In the frame

The following blog entry has been republished here courtesy of Baltic Features.

This morning I attended a brief press conference at the Latvian Foreign Ministry where Maris Riekstins was entertaining his Hungarian counterpart Peter Balazs.

The ministry which was impressively renovated just before the Latvian economic bubble went ‘pop’ has a swish modern lecture theatre on the ground floor that hosts most press conferences, but some also take place on the third floor in a wide corridor outside the room where diplomats do whatever it is diplomats do behind closed doors.

You’d be hard pressed to find two more contrasting figures than Riekstins and Balazs. The Latvian is tall, lean and dark-haired while the Hungarian is a dapper, slightly chubby little white-haired chap. But both radiate a sort of urbane rectitude – they seem comfortable in their positions and actually inspire a certain confidence even before they start fielding questions as assuredly as only diplomats can.

They didn’t say much of import other than a hint that Eastern Europe’s countries seem to be moving ever closer to a sort of informal bloc-within-a-bloc in the EU with the Visegrad 4 and the Baltic 3 making a sort of Eastern 7.

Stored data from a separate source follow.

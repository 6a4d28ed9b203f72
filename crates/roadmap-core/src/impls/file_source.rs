//! FileSource - ローカルファイルからの読み込み

use async_trait::async_trait;
use std::path::PathBuf;

use crate::domain::{LoadError, RoadmapDocument};
use crate::ports::RoadmapSource;

pub struct FileSource {
    path: PathBuf,
    display: String,
}

impl FileSource {
    pub fn new(path: impl Into<PathBuf>) -> Self {
        let path = path.into();
        let display = path.display().to_string();
        Self { path, display }
    }
}

#[async_trait]
impl RoadmapSource for FileSource {
    fn location(&self) -> &str {
        &self.display
    }

    async fn fetch(&self) -> Result<RoadmapDocument, LoadError> {
        let bytes = tokio::fs::read(&self.path).await?;
        Ok(serde_json::from_slice(&bytes)?)
    }
}

#[cfg(test)]
mod tests {
    use super::*;
    use std::io::Write;

    #[tokio::test]
    async fn reads_document_from_disk() {
        let mut file = tempfile::NamedTempFile::new().unwrap();
        write!(
            file,
            r#"{{ "phases": [ {{ "title": "Setup", "status": "todo" }} ] }}"#
        )
        .unwrap();

        let source = FileSource::new(file.path());
        let doc = source.fetch().await.unwrap();
        assert_eq!(doc.phases.len(), 1);
        assert_eq!(doc.phases[0].title, "Setup");
    }

    #[tokio::test]
    async fn missing_file_is_io_error() {
        let dir = tempfile::tempdir().unwrap();
        let source = FileSource::new(dir.path().join("roadmap.json"));
        let err = source.fetch().await.unwrap_err();
        assert!(matches!(err, LoadError::Io(_)));
    }

    #[tokio::test]
    async fn malformed_file_is_parse_error() {
        let mut file = tempfile::NamedTempFile::new().unwrap();
        write!(file, "not json").unwrap();
        let err = FileSource::new(file.path()).fetch().await.unwrap_err();
        assert!(matches!(err, LoadError::Parse(_)));
    }
}
//! Surface port - 表示先の抽象化
//!
//! render は純粋関数で `View` を返すだけ。`Surface::apply` がそれを実際の
//! 表示先に反映する。反映は常に全置換（差分パッチはしない）。

use crate::view::View;

/// A display target for rendered views.
pub trait Surface {
    /// Replace everything currently displayed with `view`.
    fn apply(&mut self, view: &View);
}
//! HtmlSurface - View を HTML 文字列に反映する Surface
//!
//! コンテナの中身を丸ごと置き換える。class 名は元のページのものをそのまま使う。

use std::fmt::Write;

use crate::domain::Locale;
use crate::ports::Surface;
use crate::view::{FilterBar, Layout, PhaseBlock, View};

pub const DEFAULT_CONTAINER_ID: &str = "roadmap-container";

/// Container element holding the rendered roadmap as markup.
#[derive(Debug, Clone)]
pub struct HtmlSurface {
    container_id: String,
    inner: String,
}

impl HtmlSurface {
    pub fn new(container_id: impl Into<String>) -> Self {
        Self {
            container_id: container_id.into(),
            inner: String::new(),
        }
    }

    pub fn container_id(&self) -> &str {
        &self.container_id
    }

    /// Current inner markup of the container.
    pub fn content(&self) -> &str {
        &self.inner
    }

    /// The container element with its content.
    pub fn to_html(&self) -> String {
        format!(
            r#"<div id="{}">{}</div>"#,
            escape_html(&self.container_id),
            self.inner
        )
    }
}

impl Default for HtmlSurface {
    fn default() -> Self {
        Self::new(DEFAULT_CONTAINER_ID)
    }
}

impl Surface for HtmlSurface {
    fn apply(&mut self, view: &View) {
        self.inner = view_markup(view);
    }
}

pub fn escape_html(s: &str) -> String {
    let mut out = String::with_capacity(s.len());
    for c in s.chars() {
        match c {
            '&' => out.push_str("&amp;"),
            '<' => out.push_str("&lt;"),
            '>' => out.push_str("&gt;"),
            '"' => out.push_str("&quot;"),
            '\'' => out.push_str("&#39;"),
            c => out.push(c),
        }
    }
    out
}

fn view_markup(view: &View) -> String {
    match view {
        View::Loading { message } | View::Empty { message } => {
            format!(r#"<div class="loading">{}</div>"#, escape_html(message))
        }
        View::Error { message } => {
            format!(r#"<div class="error">{}</div>"#, escape_html(message))
        }
        View::Phases {
            layout: Layout::List,
            blocks,
        } => blocks.iter().map(phase_markup).collect(),
        View::Phases {
            layout: Layout::Timeline,
            blocks,
        } => {
            let mut out = String::from(r#"<ol class="timeline">"#);
            for (index, block) in blocks.iter().enumerate() {
                let class = if block.expanded {
                    "timeline-item expanded"
                } else {
                    "timeline-item"
                };
                let _ = write!(
                    out,
                    r#"<li class="{class}" data-index="{index}">{}</li>"#,
                    phase_markup(block)
                );
            }
            out.push_str("</ol>");
            out
        }
    }
}

fn phase_markup(block: &PhaseBlock) -> String {
    let status = escape_html(&block.status);
    let mut out = String::new();
    let _ = write!(
        out,
        r#"<div class="phase" data-status="{status}"><div class="phase-header"><div><h2 class="phase-title">{}</h2>"#,
        escape_html(&block.title)
    );
    if let Some(date) = &block.date {
        let _ = write!(out, r#"<span class="phase-date">{}</span>"#, escape_html(date));
    }
    let _ = write!(
        out,
        r#"</div><span class="status-badge {status}">{}</span></div>"#,
        escape_html(&block.status_label)
    );
    if let Some(description) = &block.description {
        let _ = write!(
            out,
            r#"<p class="phase-description">{}</p>"#,
            escape_html(description)
        );
    }
    if let Some(progress) = block.progress {
        out.push_str(r#"<ul class="tasks">"#);
        for task in &block.tasks {
            let (checkbox, text) = if task.completed {
                ("task-checkbox checked", "task-text completed")
            } else {
                ("task-checkbox", "task-text")
            };
            let _ = write!(
                out,
                r#"<li class="task-item"><div class="{checkbox}"></div><span class="{text}">{}</span></li>"#,
                escape_html(&task.name)
            );
        }
        let _ = write!(
            out,
            r#"</ul><div class="progress-bar"><div class="progress-fill" style="width: {progress}%"></div></div>"#
        );
    }
    out.push_str("</div>");
    out
}

/// Full standalone page: title, filter buttons and the container.
///
/// Static markup only: no script is attached, so in a browser the
/// `filter-btn` buttons and `timeline-item`s do nothing. Each page is one
/// snapshot of the controller (active filter, expanded items).
pub fn render_page(title: &str, bar: &FilterBar, surface: &HtmlSurface, locale: Locale) -> String {
    let lang = match locale {
        Locale::En => "en",
        Locale::Fr => "fr",
    };
    let mut buttons = String::new();
    for (index, button) in bar.buttons().iter().enumerate() {
        let class = if bar.is_active(index) {
            "filter-btn active"
        } else {
            "filter-btn"
        };
        let _ = write!(
            buttons,
            r#"<button class="{class}" data-status="{}">{}</button>"#,
            escape_html(button.filter.as_str()),
            escape_html(&button.label)
        );
    }
    let title = escape_html(title);
    format!(
        "<!DOCTYPE html>\n<html lang=\"{lang}\">\n<head>\n<meta charset=\"utf-8\">\n<title>{title}</title>\n</head>\n<body>\n<h1>{title}</h1>\n<div class=\"filters\">{buttons}</div>\n{}\n</body>\n</html>\n",
        surface.to_html()
    )
}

For want of anything else to do I asked if the new EU foreign policy supremo Baroness Ashton had picked up the phone to either of them so far this year. Turns out she hasn’t – but that will all be sorted out by the end of the month, they said.

But whatever the concerns of the day, I always enjoy the press questions held in the corridor more than the ones in the lecture theatre. Staring down from the wall behind the ministers is a line of 17 portraits, the 17 previous foreign ministers of Latvia.

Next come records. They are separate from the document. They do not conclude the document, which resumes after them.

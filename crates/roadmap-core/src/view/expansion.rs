//! Per-item expand/collapse state of the timeline.
//!
//! ドキュメントとは別に持つ表示専用の状態。キーは現在の描画結果内の
//! item index。フィルタを含む再描画のたびに空に戻る。

use std::collections::BTreeSet;

/// Where a click on a timeline item originated.
#[derive(Debug, Clone, Copy, PartialEq, Eq)]
pub enum ClickTarget {
    /// Anywhere on the item body.
    Item,
    /// A task's completion checkbox; never toggles the item.
    TaskIndicator,
}

#[derive(Debug, Clone, Default, PartialEq, Eq)]
pub struct ExpansionSet {
    expanded: BTreeSet<usize>,
}

impl ExpansionSet {
    pub fn new() -> Self {
        Self::default()
    }

    pub fn is_expanded(&self, index: usize) -> bool {
        self.expanded.contains(&index)
    }

    /// Flip one item; returns the new state.
    pub fn toggle(&mut self, index: usize) -> bool {
        if self.expanded.remove(&index) {
            false
        } else {
            self.expanded.insert(index);
            true
        }
    }

    pub fn clear(&mut self) {
        self.expanded.clear();
    }

    pub fn len(&self) -> usize {
        self.expanded.len()
    }

    pub fn is_empty(&self) -> bool {
        self.expanded.is_empty()
    }
}
//! Application state: the loaded document.
//!
//! ロード成功時に一度だけ作られ、以後は読み取り専用。

use crate::domain::{Phase, RoadmapDocument};

#[derive(Debug, Clone, PartialEq, Eq)]
pub struct AppState {
    document: RoadmapDocument,
}

impl AppState {
    pub fn new(document: RoadmapDocument) -> Self {
        Self { document }
    }

    pub fn phases(&self) -> &[Phase] {
        &self.document.phases
    }
}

While waiting for today’s ministers to emerge from their deliberations it’s fascinating to peruse the portraits. There’s the first foreign minister, Meirovics, looking like a proud princeling from a German statelet. There too is Balodis in regal pose, the picture of early-twentieth century statesmanship. A fresh faced Ulmanis seems slightly shy in the years before he became “Vadonis,” Latvia’s very own “benevolent dictator,” and before portraits of him looking suitably square-jawed were churned out by the thousand.

It’s fascinating to compare the styles of portraiture as well as the faces of the individuals. If the early portraits are stiff and still rather Victorian, the later ones of Pabriks and Kalniete have a family photo album informality that is starting to look just as artificial.

Pre-war For Mins — The two most interesting pictures are right in the middle. The two ministers serving while war clouds gathered in the late 1930s have none of the bravado of their predecessors. Voldemars Salnais looks pensive, his thick-rimmed glasses giving an intellectual edge to his downcast gaze.

His successor, Vilhems Munters looks genuinely worried and tired, his rather handsome features staring at the viewer with watery eyes as if he knew the tribulations ahead but could do nothing to prevent them.

It will be interesting to see what style of portraiture Riekstins chooses when it is his turn to become the eighteenth in the line, quite possibly later this year.